**What to produce**:
In the records, each line holding "calls" must be reported.

═════ Records for the task

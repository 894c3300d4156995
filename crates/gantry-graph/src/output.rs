//! Deferred values resolved during apply.
//!
//! An [`Output<T>`] is a clone-able handle to a value some resource will
//! produce once the provider finishes creating it (a service URI, an image
//! digest). The matching [`OutputSlot<T>`] is the single writer. Consumers
//! await `get()` inside their own create closure; the engine's dependency
//! edges guarantee the producer's closure runs first, so a well-formed graph
//! never observes an unresolved value.
//!
//! Dropping a slot without resolving it (the producer failed or was skipped)
//! poisons the output: pending `get()` calls return [`GraphError::Unresolved`]
//! instead of hanging forever.

use tokio::sync::watch;

use crate::error::{GraphError, GraphResult};

#[derive(Debug, Clone)]
enum Resolution<T> {
    Pending,
    Ready(T),
}

/// Single-writer resolver for an [`Output`].
#[derive(Debug)]
pub struct OutputSlot<T> {
    tx: watch::Sender<Resolution<T>>,
}

impl<T> OutputSlot<T> {
    /// Resolve the output. Later calls overwrite, but a resource's create
    /// closure runs exactly once per apply, so this happens at most once.
    pub fn set(self, value: T) {
        let _ = self.tx.send(Resolution::Ready(value));
    }
}

/// A deferred, clone-able value produced by one resource and consumed by
/// others.
#[derive(Debug, Clone)]
pub struct Output<T> {
    rx: watch::Receiver<Resolution<T>>,
}

impl<T: Clone + Send + Sync + 'static> Output<T> {
    /// A not-yet-resolved output and its writer half.
    pub fn pending() -> (OutputSlot<T>, Output<T>) {
        let (tx, rx) = watch::channel(Resolution::Pending);
        (OutputSlot { tx }, Output { rx })
    }

    /// An output that is already resolved (for plain config inputs fed into
    /// deferred positions).
    pub fn resolved(value: T) -> Output<T> {
        let (slot, out) = Output::pending();
        slot.set(value);
        out
    }

    /// Wait until the producing resource resolves this output.
    pub async fn get(&self) -> GraphResult<T> {
        let mut rx = self.rx.clone();
        let guard = rx
            .wait_for(|r| matches!(r, Resolution::Ready(_)))
            .await
            .map_err(|_| GraphError::Unresolved)?;
        match &*guard {
            Resolution::Ready(v) => Ok(v.clone()),
            Resolution::Pending => Err(GraphError::Unresolved),
        }
    }

    /// Non-blocking peek. `None` while pending; never blocks, never panics.
    pub fn try_get(&self) -> Option<T> {
        match &*self.rx.borrow() {
            Resolution::Ready(v) => Some(v.clone()),
            Resolution::Pending => None,
        }
    }

    /// Derive a new output by applying `f` once this one resolves.
    ///
    /// If this output is poisoned the derived output is poisoned too.
    pub fn map<U, F>(&self, f: F) -> Output<U>
    where
        U: Clone + Send + Sync + 'static,
        F: FnOnce(T) -> U + Send + 'static,
    {
        let (slot, out) = Output::pending();
        let src = self.clone();
        tokio::spawn(async move {
            if let Ok(value) = src.get().await {
                slot.set(f(value));
            }
        });
        out
    }
}

#[cfg(test)]
mod tests {
    use super::*;
    use std::time::Duration;

    #[tokio::test]
    async fn resolved_is_immediately_available() {
        let out = Output::resolved(42u32);
        assert_eq!(out.try_get(), Some(42));
        assert_eq!(out.get().await.unwrap(), 42);
    }

    #[tokio::test]
    async fn pending_try_get_is_none() {
        let (_slot, out) = Output::<String>::pending();
        assert_eq!(out.try_get(), None);
    }

    #[tokio::test]
    async fn get_waits_for_set() {
        let (slot, out) = Output::pending();
        let waiter = tokio::spawn(async move { out.get().await });
        tokio::time::sleep(Duration::from_millis(10)).await;
        slot.set("https://svc.run.app".to_string());
        let got = waiter.await.unwrap().unwrap();
        assert_eq!(got, "https://svc.run.app");
    }

    #[tokio::test]
    async fn dropped_slot_poisons_output() {
        let (slot, out) = Output::<u8>::pending();
        drop(slot);
        assert!(matches!(out.get().await, Err(GraphError::Unresolved)));
    }

    #[tokio::test]
    async fn map_follows_resolution() {
        let (slot, out) = Output::pending();
        let mapped = out.map(|host: String| format!("https://{host}"));
        slot.set("gw.gateway.dev".to_string());
        assert_eq!(mapped.get().await.unwrap(), "https://gw.gateway.dev");
    }

    #[tokio::test]
    async fn map_propagates_poison() {
        let (slot, out) = Output::<u8>::pending();
        let mapped = out.map(|v| v + 1);
        drop(slot);
        assert!(matches!(mapped.get().await, Err(GraphError::Unresolved)));
    }
}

══════════

**Exercise solution**:
//! poisons the output: pending `get()` calls return [`GraphError::Unresolved`]
    /// Resolve the output. Later calls overwrite, but a resource's create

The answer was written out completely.